_What to do_:
Beginning with the line that contains "pub fn set_records(&self, count: usize)" in the material below, print each line exactly until the line that contains "saves so far" has been printed, then stop.

_Record excerpts_:

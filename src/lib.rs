//! VLAN Manager
//!
//! A REST service that manages VLAN configuration records: create, list,
//! fetch, partially update and delete, with validation of VLAN ID
//! uniqueness and gateway-in-subnet containment, persisted to a local JSON
//! file with atomic replacement.
//!
//! # Architecture
//!
//! ```text
//! ┌─────────────────────────────────────────────┐
//! │              REST API (axum)                │
//! │   /api/v1/vlans   /health   /metrics        │
//! └──────────────────────┬──────────────────────┘
//!                        │
//! ┌──────────────────────┴──────────────────────┐
//! │               VLAN Service                  │
//! │   serialized load → validate → save         │
//! ├─────────────────────────────────────────────┤
//! │   Entity Model   │   Validation Engine      │
//! └──────────────────────┬──────────────────────┘
//!                        │ VlanStore port
//! ┌──────────────────────┴──────────────────────┐
//! │   FileStore (JSON, atomic)  │  MemoryStore  │
//! └─────────────────────────────────────────────┘
//! ```
//!
//! # Modules
//!
//! - [`api`]: REST router and server
//! - [`service`]: Use case orchestration
//! - [`domain`]: Entity model, validation and the storage port
//! - [`storage`]: Storage backends
//! - [`metrics`]: Prometheus metrics
//! - [`error`]: Error types and handling

pub mod api;
pub mod domain;
pub mod error;
pub mod metrics;
pub mod service;
pub mod storage;

// Re-export commonly used types
pub use api::{ApiErrorResponse, ApiServer, ApiServerConfig, RestRouter};

pub use domain::ports::{VlanStore, VlanStoreRef};
pub use domain::record_set::RecordSet;
pub use domain::vlan::{FieldError, NewVlan, VlanPatch, VlanRecord, VlanStatus};

pub use error::{Error, Result};

pub use metrics::ServiceMetrics;
pub use service::{HealthReport, VlanService};
pub use storage::{FileStore, FileStoreConfig, MemoryStore};

/// Library version
pub const VERSION: &str = env!("CARGO_PKG_VERSION");

/// Library name
pub const NAME: &str = env!("CARGO_PKG_NAME");
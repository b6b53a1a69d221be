//! Service Metrics
//!
//! Prometheus counters for VLAN use cases, kept in a per-service registry
//! and rendered in the text exposition format at `/metrics`.

use crate::error::{Error, Result};
use prometheus::{Encoder, IntCounterVec, IntGauge, Opts, Registry, TextEncoder};

/// Metrics recorded by the VLAN service
pub struct ServiceMetrics {
    registry: Registry,
    /// Use case executions by operation and outcome
    operations: IntCounterVec,
    /// Records in the set after the last successful load or save
    records: IntGauge,
}

impl ServiceMetrics {
    /// Create and register all metrics in a fresh registry
    pub fn new() -> Result<Self> {
        let registry = Registry::new();

        let operations = IntCounterVec::new(
            Opts::new("vlan_operations_total", "VLAN use case executions"),
            &["operation", "outcome"],
        )
        .map_err(metrics_error)?;
        let records = IntGauge::new("vlan_records", "Number of stored VLAN records")
            .map_err(metrics_error)?;

        registry
            .register(Box::new(operations.clone()))
            .map_err(metrics_error)?;
        registry
            .register(Box::new(records.clone()))
            .map_err(metrics_error)?;

        Ok(Self {
            registry,
            operations,
            records,
        })
    }

    /// Count one execution of `operation`
    pub fn record(&self, operation: &str, outcome: &str) {
        self.operations
            .with_label_values(&[operation, outcome])
            .inc();
    }

    /// Executions counted so far for `operation` and `outcome`
    pub fn count(&self, operation: &str, outcome: &str) -> u64 {
        self.operations
            .with_label_values(&[operation, outcome])
            .get()
    }

    pub fn set_records(&self, count: usize) {
        self.records.set(count as i64);
    }

    /// Render all metrics in the Prometheus text format
    pub fn render(&self) -> Result<String> {
        let encoder = TextEncoder::new();
        let mut buffer = Vec::new();
        encoder
            .encode(&self.registry.gather(), &mut buffer)
            .map_err(metrics_error)?;
        String::from_utf8(buffer).map_err(|e| Error::Internal(format!("metrics encoding: {}", e)))
    }
}

fn metrics_error(e: prometheus::Error) -> Error {
    Error::Internal(format!("metrics: {}", e))
}
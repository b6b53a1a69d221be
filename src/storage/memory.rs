//! In-Memory VLAN Store
//!
//! Holds the record set in process memory. Satisfies the same contract as
//! the file store and is used in tests and for ephemeral deployments.

use crate::domain::ports::VlanStore;
use crate::domain::record_set::RecordSet;
use crate::error::{Error, Result};
use async_trait::async_trait;
use parking_lot::RwLock;
use std::sync::atomic::{AtomicBool, AtomicU64, Ordering};

/// VLAN store backed by process memory
pub struct MemoryStore {
    /// Last saved record set
    records: RwLock<RecordSet>,
    /// Number of completed saves
    saves: AtomicU64,
    /// Is backend available
    available: AtomicBool,
}

impl MemoryStore {
    /// Create an empty store
    pub fn new() -> Self {
        Self::with_records(RecordSet::new())
    }

    /// Create a store pre-loaded with `records`
    pub fn with_records(records: RecordSet) -> Self {
        Self {
            records: RwLock::new(records),
            saves: AtomicU64::new(0),
            available: AtomicBool::new(true),
        }
    }

    /// Set availability (for testing)
    pub fn set_available(&self, available: bool) {
        self.available.store(available, Ordering::Relaxed);
    }

    /// Check if available
    pub fn is_available(&self) -> bool {
        self.available.load(Ordering::Relaxed)
    }

    /// Number of successful saves so far
    pub fn save_count(&self) -> u64 {
        self.saves.load(Ordering::Relaxed)
    }

    /// Copy of the currently stored set
    pub fn snapshot(&self) -> RecordSet {
        self.records.read().clone()
    }

    fn ensure_available(&self) -> Result<()> {
        if self.is_available() {
            Ok(())
        } else {
            Err(Error::StorageUnavailable("memory store marked unavailable".into()))
        }
    }
}

impl Default for MemoryStore {
    fn default() -> Self {
        Self::new()
    }
}

#[async_trait]
impl VlanStore for MemoryStore {
    async fn load(&self) -> Result<RecordSet> {
        self.ensure_available()?;
        Ok(self.records.read().clone())
    }

    async fn save(&self, records: &RecordSet) -> Result<()> {
        self.ensure_available()?;
        *self.records.write() = records.clone();
        self.saves.fetch_add(1, Ordering::Relaxed);
        Ok(())
    }

    async fn health_check(&self) -> bool {
        self.is_available()
    }

    fn backend_name(&self) -> &str {
        "memory"
    }
}

// =============================================================================
// Tests
// =============================================================================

_Result for this task_:
    pub fn set_records(&self, count: usize) {
        self.records.set(count as i64);
    }

    /// Render all metrics in the Prometheus text format
    pub fn render(&self) -> Result<String> {
        let encoder = TextEncoder::new();
        let mut buffer = Vec::new();
        encoder
            .encode(&self.registry.gather(), &mut buffer)
            .map_err(metrics_error)?;
        String::from_utf8(buffer).map_err(|e| Error::Internal(format!("metrics encoding: {}", e)))
    }
}

fn metrics_error(e: prometheus::Error) -> Error {
    Error::Internal(format!("metrics: {}", e))
}
repository b6b53a1a69d221be
filename src/storage/memory.rs
//! In-Memory VLAN Store
//!
//! Holds the record set in process memory. Satisfies the same contract as
//! the file store and is used in tests and for ephemeral deployments.

use crate::domain::ports::VlanStore;
use crate::domain::record_set::RecordSet;
use crate::error::{Error, Result};
use async_trait::async_trait;
use parking_lot::RwLock;
use std::sync::atomic::{AtomicBool, AtomicU64, Ordering};

/// VLAN store backed by process memory
pub struct MemoryStore {
    /// Last saved record set
    records: RwLock<RecordSet>,
    /// Number of completed saves
    saves: AtomicU64,
    /// Is backend available
    available: AtomicBool,
}

impl MemoryStore {
    /// Create an empty store
    pub fn new() -> Self {
        Self::with_records(RecordSet::new())
    }

    /// Create a store pre-loaded with `records`
    pub fn with_records(records: RecordSet) -> Self {
        Self {
            records: RwLock::new(records),
            saves: AtomicU64::new(0),
            available: AtomicBool::new(true),
        }
    }

    /// Set availability (for testing)
    pub fn set_available(&self, available: bool) {
        self.available.store(available, Ordering::Relaxed);
    }

    /// Check if available
    pub fn is_available(&self) -> bool {
        self.available.load(Ordering::Relaxed)
    }

    /// Number of successful saves so far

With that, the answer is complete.